» YOUR OBJECTIVE: Repeat only the lines below from the one containing "pub fn server_vars(&self)" through the one containing "use super::*;", inclusive, exactly as written.

(Collected data entries)
- - -
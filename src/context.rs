//! Per-request environment handed from drivers to the execution layer.

use serde::Serialize;
use std::collections::BTreeMap;
use std::path::Path;

/// Server variable holding the absolute path of the bootstrap script.
pub const SCRIPT_FILENAME: &str = "SCRIPT_FILENAME";
/// Server variable holding the script path relative to the document root.
pub const SCRIPT_NAME: &str = "SCRIPT_NAME";
/// Server variable holding the document root.
pub const DOCUMENT_ROOT: &str = "DOCUMENT_ROOT";
pub const PHP_SELF: &str = "PHP_SELF";
pub const SERVER_NAME: &str = "SERVER_NAME";
pub const SERVER_ADDR: &str = "SERVER_ADDR";
pub const REQUEST_URI: &str = "REQUEST_URI";
pub const DOCUMENT_URI: &str = "DOCUMENT_URI";

/// The mutable bag of values a driver populates for one request.
///
/// Request inputs (host, method, query string) are read-only to drivers; the three
/// maps are what the dynamic execution layer consumes:
/// - `server`: server variables such as [`SCRIPT_FILENAME`] and [`DOCUMENT_ROOT`]
/// - `env`: process environment entries (e.g. `FLOW_CONTEXT`)
/// - `query`: query parameter overrides (e.g. Drupal's `q`)
#[derive(Debug, Clone, Default, PartialEq, Eq, Serialize)]
pub struct RequestContext {
    host: String,
    method: String,
    request_uri: String,
    query_string: Option<String>,
    server: BTreeMap<String, String>,
    env: BTreeMap<String, String>,
    query: BTreeMap<String, String>,
}

impl RequestContext {
    pub fn new(host: &str, method: &str, request_uri: &str) -> Self {
        let mut ctx = Self {
            host: host.to_string(),
            method: method.to_ascii_uppercase(),
            request_uri: request_uri.to_string(),
            ..Self::default()
        };
        ctx.set_server(REQUEST_URI, request_uri);
        ctx
    }

    pub fn with_query_string(mut self, query: Option<String>) -> Self {
        self.query_string = query.filter(|q| !q.is_empty());
        self
    }

    /// The Host header as received (port included).
    pub fn host(&self) -> &str {
        &self.host
    }

    pub fn method(&self) -> &str {
        &self.method
    }

    pub fn is_get(&self) -> bool {
        self.method == "GET"
    }

    /// Original request URI, query string excluded.
    pub fn request_uri(&self) -> &str {
        &self.request_uri
    }

    pub fn query_string(&self) -> Option<&str> {
        self.query_string.as_deref()
    }

    pub fn set_server(&mut self, key: &str, value: impl Into<String>) {
        self.server.insert(key.to_string(), value.into());
    }

    pub fn server(&self, key: &str) -> Option<&str> {
        self.server.get(key).map(String::as_str)
    }

    pub fn server_vars(&self) -> &BTreeMap<String, String> {
        &self.server
    }

    pub fn set_env(&mut self, key: &str, value: impl Into<String>) {
        self.env.insert(key.to_string(), value.into());
    }

    /// Set an environment entry only if nothing set it before.
    pub fn set_env_default(&mut self, key: &str, value: impl Into<String>) {
        self.env.entry(key.to_string()).or_insert_with(|| value.into());
    }

    pub fn env(&self, key: &str) -> Option<&str> {
        self.env.get(key).map(String::as_str)
    }

    pub fn env_vars(&self) -> &BTreeMap<String, String> {
        &self.env
    }

    pub fn set_query(&mut self, key: &str, value: impl Into<String>) {
        self.query.insert(key.to_string(), value.into());
    }

    pub fn query(&self, key: &str) -> Option<&str> {
        self.query.get(key).map(String::as_str)
    }

    pub fn query_vars(&self) -> &BTreeMap<String, String> {
        &self.query
    }

    /// Record the chosen bootstrap script together with its document root.
    pub fn set_script(&mut self, script: &Path, doc_root: &Path) {
        self.set_server(SCRIPT_FILENAME, script.to_string_lossy());
        self.set_server(SCRIPT_NAME, crate::paths::script_name(doc_root, script));
        self.set_server(DOCUMENT_ROOT, doc_root.to_string_lossy());
    }

    /// Host without the port, as `SERVER_NAME` is usually populated.
    pub fn server_name(&self) -> &str {
        self.host.split(':').next().unwrap_or(&self.host)
    }
}

#[cfg(test)]
mod tests {
    use super::*;

    #[test]
    fn test_new_context_records_request_uri() {
        let ctx = RequestContext::new("blog.test:8080", "get", "/posts");
        assert_eq!(ctx.method(), "GET");
        assert!(ctx.is_get());
        assert_eq!(ctx.server(REQUEST_URI), Some("/posts"));
        assert_eq!(ctx.server_name(), "blog.test");
    }

    #[test]
    fn test_empty_query_string_is_none() {
        let ctx = RequestContext::new("a.test", "GET", "/").with_query_string(Some(String::new()));
        assert_eq!(ctx.query_string(), None);
    }

    #[test]
    fn test_set_script() {
        let mut ctx = RequestContext::new("a.test", "GET", "/");
        ctx.set_script(Path::new("/srv/a/public/index.php"), Path::new("/srv/a/public"));

        assert_eq!(ctx.server(SCRIPT_FILENAME), Some("/srv/a/public/index.php"));
        assert_eq!(ctx.server(SCRIPT_NAME), Some("/index.php"));
        assert_eq!(ctx.server(DOCUMENT_ROOT), Some("/srv/a/public"));
    }

    #[test]
    fn test_set_env_default_keeps_existing() {
        let mut ctx = RequestContext::new("a.test", "GET", "/");
        ctx.set_env("CONCRETE5_ENV", "production");
        ctx.set_env_default("CONCRETE5_ENV", "local");
        assert_eq!(ctx.env("CONCRETE5_ENV"), Some("production"));
    }
}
- - -
» ANSWER SECTION:
    pub fn server_vars(&self) -> &BTreeMap<String, String> {
        &self.server
    }

    pub fn set_env(&mut self, key: &str, value: impl Into<String>) {
        self.env.insert(key.to_string(), value.into());
    }

    /// Set an environment entry only if nothing set it before.
    pub fn set_env_default(&mut self, key: &str, value: impl Into<String>) {
        self.env.entry(key.to_string()).or_insert_with(|| value.into());
    }

    pub fn env(&self, key: &str) -> Option<&str> {
        self.env.get(key).map(String::as_str)
    }

    pub fn env_vars(&self) -> &BTreeMap<String, String> {
        &self.env
    }

    pub fn set_query(&mut self, key: &str, value: impl Into<String>) {
        self.query.insert(key.to_string(), value.into());
    }

    pub fn query(&self, key: &str) -> Option<&str> {
        self.query.get(key).map(String::as_str)
    }

    pub fn query_vars(&self) -> &BTreeMap<String, String> {
        &self.query
    }

    /// Record the chosen bootstrap script together with its document root.
    pub fn set_script(&mut self, script: &Path, doc_root: &Path) {
        self.set_server(SCRIPT_FILENAME, script.to_string_lossy());
        self.set_server(SCRIPT_NAME, crate::paths::script_name(doc_root, script));
        self.set_server(DOCUMENT_ROOT, doc_root.to_string_lossy());
    }

    /// Host without the port, as `SERVER_NAME` is usually populated.
    pub fn server_name(&self) -> &str {
        self.host.split(':').next().unwrap_or(&self.host)
    }
}

#[cfg(test)]
mod tests {
    use super::*;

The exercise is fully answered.